Menurut saat timbulnya gejala-gejala klinis, hematoma subdural dibagi atas 3 jenis :
a. Hematoma subdural akut
Gejala-gejala timbul segera hingga berjam-jam setelah trauma.Perdarahan dapat
kurang dari 5 mm tebalnya tetapi melebar luas.
b. Hematoma subdural sub-akut
Gejala-gejala timbul beberapa hari hingga 10 hari setelah trauma.Perdarahan
dapat lebih tebal tetapi belum ada pembentukan kapsula di sekitarnya.
c. Hematoma subdural kronik
Gejala-gejala timbul lebih dari 10 hari hingga beberapa bulan setelah trauma.

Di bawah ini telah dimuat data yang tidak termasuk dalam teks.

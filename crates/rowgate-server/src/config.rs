use serde::{Deserialize, Serialize};
use std::{net::SocketAddr, path::PathBuf, time::Duration};

#[derive(Debug, Clone, Serialize, Deserialize, Default)]
pub struct AppConfig {
    #[serde(default)]
    pub server: ServerConfig,
    /// Spreadsheet backend configuration
    #[serde(default)]
    pub sheets: SheetsConfig,
    #[serde(default)]
    pub logging: LoggingConfig,
}

impl AppConfig {
    pub fn validate(&self) -> Result<(), String> {
        // Server validations
        if self.server.port == 0 {
            return Err("server.port must be > 0".into());
        }
        if self.server.body_limit_bytes == 0 {
            return Err("server.body_limit_bytes must be > 0".into());
        }
        // Logging validation
        let lvl = self.logging.level.to_ascii_lowercase();
        let valid_levels = ["trace", "debug", "info", "warn", "error", "off"];
        if !valid_levels.contains(&lvl.as_str()) {
            return Err(format!("logging.level must be one of {valid_levels:?}"));
        }
        // Sheets validations
        if self.sheets.default_sheet.trim().is_empty() {
            return Err("sheets.default_sheet must not be empty".into());
        }
        if self.sheets.request_timeout_ms == Some(0) {
            return Err("sheets.request_timeout_ms must be > 0 when set".into());
        }
        if self.sheets.backend == SheetsBackend::Google
            && self
                .sheets
                .spreadsheet_id
                .as_deref()
                .unwrap_or("")
                .trim()
                .is_empty()
        {
            return Err(
                "sheets.spreadsheet_id (or SPREADSHEET_ID) is required for the google backend"
                    .into(),
            );
        }
        Ok(())
    }

    pub fn addr(&self) -> SocketAddr {
        use std::net::{IpAddr, Ipv4Addr};
        let host: IpAddr = self
            .server
            .host
            .parse()
            .unwrap_or(IpAddr::V4(Ipv4Addr::new(0, 0, 0, 0)));
        SocketAddr::from((host, self.server.port))
    }
}

#[derive(Debug, Clone, Serialize, Deserialize)]
pub struct ServerConfig {
    #[serde(default = "default_host")]
    pub host: String,
    #[serde(default = "default_port")]
    pub port: u16,
    #[serde(default = "default_body_limit")]
    pub body_limit_bytes: usize,
}

fn default_host() -> String {
    "0.0.0.0".into()
}
fn default_port() -> u16 {
    5000
}
fn default_body_limit() -> usize {
    1024 * 1024
}

impl Default for ServerConfig {
    fn default() -> Self {
        Self {
            host: default_host(),
            port: default_port(),
            body_limit_bytes: default_body_limit(),
        }
    }
}

/// Which store the gateway forwards rows to.
#[derive(Debug, Clone, Copy, PartialEq, Eq, Serialize, Deserialize, Default)]
#[serde(rename_all = "lowercase")]
pub enum SheetsBackend {
    /// Google Sheets API v4
    #[default]
    Google,
    /// Process-local store, for development only
    Memory,
}

/// Spreadsheet backend configuration
///
/// Credentials can be given inline or as a file path. The legacy variables
/// `GOOGLE_CREDENTIALS`, `GOOGLE_APPLICATION_CREDENTIALS` and `SPREADSHEET_ID`
/// map onto these fields.
#[derive(Debug, Clone, Serialize, Deserialize)]
pub struct SheetsConfig {
    #[serde(default)]
    pub backend: SheetsBackend,

    /// Target spreadsheet identifier
    #[serde(default)]
    pub spreadsheet_id: Option<String>,

    /// Service account key as a JSON document. Takes precedence over `credentials_file`.
    #[serde(default)]
    pub credentials_json: Option<String>,

    /// Path to a service account key file
    #[serde(default)]
    pub credentials_file: Option<PathBuf>,

    /// Sheet used by the endpoints without a `{sheet_name}` segment
    #[serde(default = "default_sheet")]
    pub default_sheet: String,

    #[serde(default = "default_api_base_url")]
    pub api_base_url: String,

    /// Per-call timeout for remote requests. Unset means no timeout.
    #[serde(default)]
    pub request_timeout_ms: Option<u64>,

    /// Sheets created at startup by the memory backend, besides `default_sheet`
    #[serde(default)]
    pub memory_sheets: Vec<String>,

    /// Exit at startup if the backend cannot be initialized. When false the
    /// server starts anyway and every row operation reports the failure.
    #[serde(default = "default_require_credentials")]
    pub require_credentials: bool,
}

fn default_sheet() -> String {
    "Sheet1".into()
}
fn default_api_base_url() -> String {
    rowgate_sheets::DEFAULT_API_BASE_URL.into()
}
fn default_require_credentials() -> bool {
    true
}

impl SheetsConfig {
    pub fn request_timeout(&self) -> Option<Duration> {
        self.request_timeout_ms.map(Duration::from_millis)
    }
}

impl Default for SheetsConfig {
    fn default() -> Self {
        Self {
            backend: SheetsBackend::default(),
            spreadsheet_id: None,
            credentials_json: None,
            credentials_file: None,
            default_sheet: default_sheet(),
            api_base_url: default_api_base_url(),
            request_timeout_ms: None,
            memory_sheets: Vec::new(),
            require_credentials: default_require_credentials(),
        }
    }
}

#[derive(Debug, Clone, Serialize, Deserialize)]
pub struct LoggingConfig {
    #[serde(default = "default_log_level")]
    pub level: String,
}
fn default_log_level() -> String {
    "info".into()
}
impl Default for LoggingConfig {
    fn default() -> Self {
        Self {
            level: default_log_level(),
        }
    }
}

pub mod loader {
    use super::AppConfig;
    use config::{Config, Environment, File};
    use std::collections::HashMap;
    use std::path::PathBuf;

    /// Default configuration file looked up in the working directory.
    pub const DEFAULT_CONFIG_FILE: &str = "rowgate.toml";

    /// Flat variables kept for deployments configured the old way.
    const LEGACY_VARS: [(&str, &str); 4] = [
        ("PORT", "server.port"),
        ("SPREADSHEET_ID", "sheets.spreadsheet_id"),
        ("GOOGLE_CREDENTIALS", "sheets.credentials_json"),
        ("GOOGLE_APPLICATION_CREDENTIALS", "sheets.credentials_file"),
    ];

    pub fn load_config(path: Option<&str>) -> Result<AppConfig, String> {
        load_config_with_env(path, None)
    }

    /// Loads configuration, reading variables from `vars` instead of the
    /// process environment when given.
    ///
    /// Precedence, lowest first: defaults, file, `ROWGATE__*`, legacy flat
    /// variables.
    pub fn load_config_with_env(
        path: Option<&str>,
        vars: Option<HashMap<String, String>>,
    ) -> Result<AppConfig, String> {
        let mut builder = Config::builder();
        let pathbuf = PathBuf::from(path.unwrap_or(DEFAULT_CONFIG_FILE));
        if pathbuf.exists() {
            builder = builder.add_source(File::from(pathbuf));
        } else if path.is_some() {
            tracing::warn!(path = %pathbuf.display(), "Configuration file not found, using defaults");
        }
        // Environment variable overrides, e.g., ROWGATE__SERVER__PORT=9090
        builder = builder.add_source(
            Environment::with_prefix("ROWGATE")
                .try_parsing(true)
                .separator("__")
                .source(vars.clone()),
        );
        for (var, key) in LEGACY_VARS {
            let value = match &vars {
                Some(map) => map.get(var).cloned(),
                None => std::env::var(var).ok(),
            };
            builder = builder
                .set_override_option(key, value.filter(|v| !v.is_empty()))
                .map_err(|e| format!("config override error for {var}: {e}"))?;
        }
        let cfg = builder
            .build()
            .map_err(|e| format!("config build error: {e}"))?;
        let merged: AppConfig = cfg
            .try_deserialize()
            .map_err(|e| format!("config deserialize error: {e}"))?;
        // Validate
        merged.validate()?;
        Ok(merged)
    }
}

Kapsula jaringan ikat terbentuk mengelilingi hematoma. Pada hematoma yang
baru, kapsula masih tipis atau belum terbentuk di daerah permukaan
arakhnoidea. Kapsula merekat pada araknoidea bila terjadi robekan pada selaput
otak. Kapsula ini mengandung pembuluh-pembuluh darah yang tipis dindingnya
terutama di sisi durameter. Karena dindingnya yang tipis ini protein dari plasma
darah dapat menembusnya dan meningkatkan volume hematoma. Pembuluh
33
darah ini dapat pula pecah dan menimbulkan perdarahan baru yang
menyebabkan menggembungnya hematoma.
Darah didalam kapsula akan terurai membentuk cairan kental yang dapat
menghisap cairan dari ruangan subdural arakhnoidea. Hematoma akan
membesar dan menimbulkan gejala-gejala seperti tumor serebri. Sebagian besar
hematoma subdural ditemukan pada pasien berusia diatas 50 tahun. Seringkali
trauma kapitis yang menyebabkan hematoma subdural juga menimbulkan lesi
pada jaringan otak berupa hematoma serebri, laserasi atau kontusio serebri yang
menyebabkan keadaan pasien menjadi lebih parah dengan mortalitas yang lebih
tinggi.
Gejala-gejala hematoma subdural akut sama dengan gejala-gejala hematoma
epidural, yaitu midriasis pupil ipsilateral dan hemiparesis kontralateral.
Mungkin dapat juga dijumpai defisit neurologis lainnya. Pada perdarahan
campuran keadaan umum dapat lebih buruk dan defisit neurologisnya dijumpai
lebih banyak. Defisit neurologis yang terjadi mungkin disebabkan oleh lesi
parenkimnya dan bukan oleh penekanan hematomanya.
Pada hematoma subdural sub-akut gejala-gejala berkembang lebih lambat.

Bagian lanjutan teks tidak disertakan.